REQUIRED ACTION:
If a line in the records below contains "ChatModel", copy that line.

EXERCISE MATERIALS:
━━━━━━━━

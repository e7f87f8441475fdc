//! API error types and HTTP response conversion.

use axum::{
    http::StatusCode,
    response::{IntoResponse, Response},
    Json,
};
use serde::{Deserialize, Serialize};
use thiserror::Error;

use crate::error::RagError;

/// Error body returned by all failing handlers.
#[derive(Debug, Clone, Serialize, Deserialize)]
pub struct ApiErrorResponse {
    /// Error type identifier.
    pub error: String,
    /// Human-readable detail.
    pub detail: String,
}

/// API result type.
pub type ApiResult<T> = Result<T, ApiError>;

/// Handler-level errors with HTTP status mapping.
#[derive(Debug, Error)]
pub enum ApiError {
    /// Invalid request data, rejected before any external call.
    #[error("bad request: {0}")]
    BadRequest(String),

    /// Internal failure; the underlying message goes into the detail field.
    #[error("internal server error: {0}")]
    Internal(String),
}

impl ApiError {
    pub fn status_code(&self) -> StatusCode {
        match self {
            ApiError::BadRequest(_) => StatusCode::BAD_REQUEST,
            ApiError::Internal(_) => StatusCode::INTERNAL_SERVER_ERROR,
        }
    }

    pub fn error_type(&self) -> &'static str {
        match self {
            ApiError::BadRequest(_) => "BadRequest",
            ApiError::Internal(_) => "Internal",
        }
    }
}

impl IntoResponse for ApiError {
    fn into_response(self) -> Response {
        let status = self.status_code();
        let body = ApiErrorResponse {
            error: self.error_type().to_string(),
            detail: self.to_string(),
        };
        tracing::error!(?body, "API error");
        (status, Json(body)).into_response()
    }
}

/// Validation failures map to 400, everything else to 500.
impl From<RagError> for ApiError {
    fn from(err: RagError) -> Self {
        match err {
            RagError::InvalidInput(msg) => ApiError::BadRequest(msg),
            other => ApiError::Internal(other.to_string()),
        }
    }
}

#[cfg(test)]
mod tests {
    use super::*;

    #[test]
    fn bad_request_maps_to_400() {
        let err = ApiError::BadRequest("question must not be empty".into());
        assert_eq!(err.status_code(), StatusCode::BAD_REQUEST);
        assert_eq!(err.error_type(), "BadRequest");
    }

    #[test]
    fn rag_errors_split_by_kind() {
        let bad: ApiError = RagError::InvalidInput("top_k".into()).into();
        assert_eq!(bad.status_code(), StatusCode::BAD_REQUEST);

        let internal: ApiError =
            RagError::Persistence(std::io::Error::other("disk gone")).into();
        assert_eq!(internal.status_code(), StatusCode::INTERNAL_SERVER_ERROR);
    }
}
//! Plan, execute, synthesize, reflect.
//!
//! A planner decomposes the task into ordered steps, the executor runs them
//! strictly in sequence (each step sees every prior result), and the
//! synthesizer folds the accumulated results into an answer that then goes
//! through a short free-form critique loop.
//!
//! ```text
//!  START -> planner -(route)-> executor -(loop)-> synthesizer -> critic
//!                \____________________________________/              |
//!                             (empty plan)            (route) { synthesizer | finalizer -> END }
//! ```

use serde_json::{json, Value};
use std::collections::HashMap;
use std::sync::Arc;
use tracing::debug;

use flowgraph_core::{
    ChatModel, ChatRequest, CompiledGraph, Message, StateGraph, END, START,
};

use crate::error::{AgentError, Result};

/// Default cap on critique passes over the synthesized answer.
pub const MAX_REFLECTION_ITERATIONS: u64 = 2;

const PLANNER_PROMPT: &str = "Break the task into a short numbered list of concrete steps, one per line. Respond with the list only.";
const EXECUTOR_PROMPT: &str = "Execute the given step. Use the results of prior steps where relevant. Be concise.";
const SYNTHESIZER_PROMPT: &str = "Combine the step results into one coherent answer to the original task.";
const CRITIC_PROMPT: &str = "Review the answer against the task. If it is complete and correct, reply with the single word APPROVED. Otherwise describe what must be fixed.";

/// Parse a numbered-list response into step descriptions: a trimmed
/// non-empty line is a step iff any of its first three characters is an
/// ASCII digit.
///
/// Known limitation, preserved deliberately: differently formatted numbering
/// such as "Step one:" is silently dropped.
pub fn parse_plan(text: &str) -> Vec<String> {
    text.lines()
        .map(str::trim)
        .filter(|line| !line.is_empty())
        .filter(|line| line.chars().take(3).any(|c| c.is_ascii_digit()))
        .map(str::to_string)
        .collect()
}

/// Configuration for the plan-execute pipeline. One model serves all roles;
/// the prompts differ per node.
pub struct PlanExecuteConfig {
    model: Arc<dyn ChatModel>,
    max_reflection_iterations: u64,
}

impl PlanExecuteConfig {
    pub fn new(model: Arc<dyn ChatModel>) -> Self {
        Self {
            model,
            max_reflection_iterations: MAX_REFLECTION_ITERATIONS,
        }
    }

    /// Set the critique-pass cap for the synthesis loop.
    pub fn with_max_reflection_iterations(mut self, max: u64) -> Self {
        self.max_reflection_iterations = max;
        self
    }

    /// Build the compiled pipeline. Invoke with `{"task": "..."}`; the
    /// result carries `plan`, `results`, and `final_output`.
    pub fn build(self) -> Result<CompiledGraph> {
        build_plan_execute_graph(self)
    }
}

fn build_plan_execute_graph(config: PlanExecuteConfig) -> Result<CompiledGraph> {
    let model = config.model;
    let max_reflections = config.max_reflection_iterations;

    let planner_model = model.clone();
    let executor_model = model.clone();
    let synthesizer_model = model.clone();
    let critic_model = model;

    let planner_branches: HashMap<String, String> = [
        ("execute".to_string(), "executor".to_string()),
        ("synthesize".to_string(), "synthesizer".to_string()),
    ]
    .into_iter()
    .collect();

    let executor_branches: HashMap<String, String> = [
        ("next_step".to_string(), "executor".to_string()),
        ("synthesize".to_string(), "synthesizer".to_string()),
    ]
    .into_iter()
    .collect();

    let critic_branches: HashMap<String, String> = [
        ("revise".to_string(), "synthesizer".to_string()),
        ("finalize".to_string(), "finalizer".to_string()),
    ]
    .into_iter()
    .collect();

    let graph = StateGraph::new()
        .add_append_channel("results")
        .add_node("planner", move |state: Value| {
            let model = planner_model.clone();
            async move {
                let task = state["task"].as_str().unwrap_or("").to_string();
                let response = model
                    .chat(ChatRequest::new(vec![
                        Message::system(PLANNER_PROMPT),
                        Message::human(task),
                    ]))
                    .await?;
                let plan = parse_plan(&response.content);
                debug!(steps = plan.len(), "plan parsed");
                Ok(json!({"plan": plan, "current_step": 0}))
            }
        })
        .add_node("executor", move |state: Value| {
            let model = executor_model.clone();
            async move {
                let plan: Vec<String> =
                    serde_json::from_value(state["plan"].clone()).unwrap_or_default();
                let index = state["current_step"].as_u64().unwrap_or(0) as usize;
                let step = plan.get(index).cloned().unwrap_or_default();

                let prior = state["results"]
                    .as_array()
                    .map(|results| {
                        results
                            .iter()
                            .filter_map(Value::as_str)
                            .collect::<Vec<_>>()
                            .join("\n")
                    })
                    .unwrap_or_default();

                let prompt = if prior.is_empty() {
                    format!("Step: {step}")
                } else {
                    format!("Results so far:\n{prior}\n\nStep: {step}")
                };
                let response = model
                    .chat(ChatRequest::new(vec![
                        Message::system(EXECUTOR_PROMPT),
                        Message::human(prompt),
                    ]))
                    .await?;

                let result = format!("Step {} result: {}", index + 1, response.content);
                Ok(json!({"current_step": index + 1, "results": [result]}))
            }
        })
        .add_node("synthesizer", move |state: Value| {
            let model = synthesizer_model.clone();
            async move {
                let task = state["task"].as_str().unwrap_or("").to_string();
                let results = state["results"]
                    .as_array()
                    .map(|results| {
                        results
                            .iter()
                            .filter_map(Value::as_str)
                            .collect::<Vec<_>>()
                            .join("\n")
                    })
                    .unwrap_or_default();

                let mut prompt = format!("Task: {task}\n\nStep results:\n{results}");
                if let Some(critique) = state["critique"].as_str() {
                    if let Some(draft) = state["draft"].as_str() {
                        prompt = format!(
                            "Task: {task}\n\nStep results:\n{results}\n\nPrevious answer:\n{draft}\n\nReviewer feedback:\n{critique}\n\nRevise the answer."
                        );
                    }
                }

                let response = model
                    .chat(ChatRequest::new(vec![
                        Message::system(SYNTHESIZER_PROMPT),
                        Message::human(prompt),
                    ]))
                    .await?;
                Ok(json!({"draft": response.content}))
            }
        })
        .add_node("critic", move |state: Value| {
            let model = critic_model.clone();
            async move {
                let task = state["task"].as_str().unwrap_or("");
                let draft = state["draft"].as_str().unwrap_or("");
                let iterations = state["iterations"].as_u64().unwrap_or(0);

                let response = model
                    .chat(ChatRequest::new(vec![
                        Message::system(CRITIC_PROMPT),
                        Message::human(format!("Task: {task}\n\nAnswer:\n{draft}")),
                    ]))
                    .await?;

                Ok(json!({
                    "critique": response.content,
                    "iterations": iterations + 1,
                }))
            }
        })
        .add_node("finalizer", |state: Value| async move {
            let draft = state["draft"].as_str().unwrap_or("").to_string();
            Ok(json!({"final_output": draft}))
        })
        .add_edge(START, "planner")
        .add_conditional_edge(
            "planner",
            |state: &Value| {
                let empty = state["plan"]
                    .as_array()
                    .map(|plan| plan.is_empty())
                    .unwrap_or(true);
                if empty {
                    "synthesize".to_string()
                } else {
                    "execute".to_string()
                }
            },
            planner_branches,
        )
        .add_conditional_edge(
            "executor",
            |state: &Value| {
                let plan_len = state["plan"].as_array().map(Vec::len).unwrap_or(0) as u64;
                if state["current_step"].as_u64().unwrap_or(0) < plan_len {
                    "next_step".to_string()
                } else {
                    "synthesize".to_string()
                }
            },
            executor_branches,
        )
        .add_edge("synthesizer", "critic")
        .add_conditional_edge(
            "critic",
            move |state: &Value| {
                let approved = state["critique"]
                    .as_str()
                    .map(|critique| critique.to_uppercase().contains("APPROVED"))
                    .unwrap_or(false);
                let iterations = state["iterations"].as_u64().unwrap_or(0);
                if approved || iterations >= max_reflections {
                    "finalize".to_string()
                } else {
                    "revise".to_string()
                }
            },
            critic_branches,
        )
        .add_edge("finalizer", END)
        .with_max_steps(64)
        .compile()?;

    Ok(graph)
}

/// Run the pipeline over `task` and return the final answer.
pub async fn run_plan_execute(graph: &CompiledGraph, task: &str) -> Result<String> {
    let state = graph.invoke(json!({"task": task, "iterations": 0})).await?;
    state["final_output"]
        .as_str()
        .map(str::to_string)
        .ok_or_else(|| AgentError::MissingOutput("final_output".into()))
}
//! TTL cache with an injected clock.
//!
//! Capabilities own their caches as explicit objects instead of ambient
//! global tables. The clock is a trait so tests can advance time without
//! sleeping.

use std::collections::HashMap;
use std::sync::Mutex;
use std::time::{Duration, Instant};

/// Time source for expiry checks.
pub trait Clock: Send + Sync {
    fn now(&self) -> Instant;
}

/// Wall-clock time.
#[derive(Debug, Default, Clone, Copy)]
pub struct SystemClock;

impl Clock for SystemClock {
    fn now(&self) -> Instant {
        Instant::now()
    }
}

/// Manually advanced clock for tests.
#[derive(Debug)]
pub struct ManualClock {
    base: Instant,
    offset: Mutex<Duration>,
}

impl Default for ManualClock {
    fn default() -> Self {
        Self {
            base: Instant::now(),
            offset: Mutex::new(Duration::ZERO),
        }
    }
}

impl ManualClock {
    pub fn new() -> Self {
        Self::default()
    }

    /// Advance the clock by `delta`.
    pub fn advance(&self, delta: Duration) {
        let mut offset = self.offset.lock().unwrap_or_else(|e| e.into_inner());
        *offset += delta;
    }
}

impl Clock for ManualClock {
    fn now(&self) -> Instant {
        let offset = *self.offset.lock().unwrap_or_else(|e| e.into_inner());
        self.base + offset
    }
}

/// Map from string key to value with per-entry expiry.
///
/// Unbounded by entry count; expired entries are dropped lazily on access.
/// Callers normalize keys (lowercase, trimmed) before lookup.
pub struct TtlCache<V, C: Clock = SystemClock> {
    ttl: Duration,
    clock: C,
    entries: HashMap<String, (V, Instant)>,
}

impl<V> TtlCache<V, SystemClock> {
    pub fn new(ttl: Duration) -> Self {
        Self::with_clock(ttl, SystemClock)
    }
}

impl<V, C: Clock> TtlCache<V, C> {
    pub fn with_clock(ttl: Duration, clock: C) -> Self {
        Self {
            ttl,
            clock,
            entries: HashMap::new(),
        }
    }

    /// Live value for `key`, if present and unexpired. An expired entry is
    /// removed and reported as a miss.
    pub fn get(&mut self, key: &str) -> Option<&V> {
        let now = self.clock.now();
        let expired = match self.entries.get(key) {
            Some((_, inserted)) => now.duration_since(*inserted) >= self.ttl,
            None => return None,
        };
        if expired {
            self.entries.remove(key);
            return None;
        }
        self.entries.get(key).map(|(value, _)| value)
    }

    /// Insert or refresh `key`.
    pub fn insert(&mut self, key: impl Into<String>, value: V) {
        let now = self.clock.now();
        self.entries.insert(key.into(), (value, now));
    }

    pub fn len(&self) -> usize {
        self.entries.len()
    }

    pub fn is_empty(&self) -> bool {
        self.entries.is_empty()
    }
}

━━━━━━━━

EXPECTED ANSWER:
    ChatModel, ChatRequest, CompiledGraph, Message, StateGraph, END, START,
    model: Arc<dyn ChatModel>,
    pub fn new(model: Arc<dyn ChatModel>) -> Self {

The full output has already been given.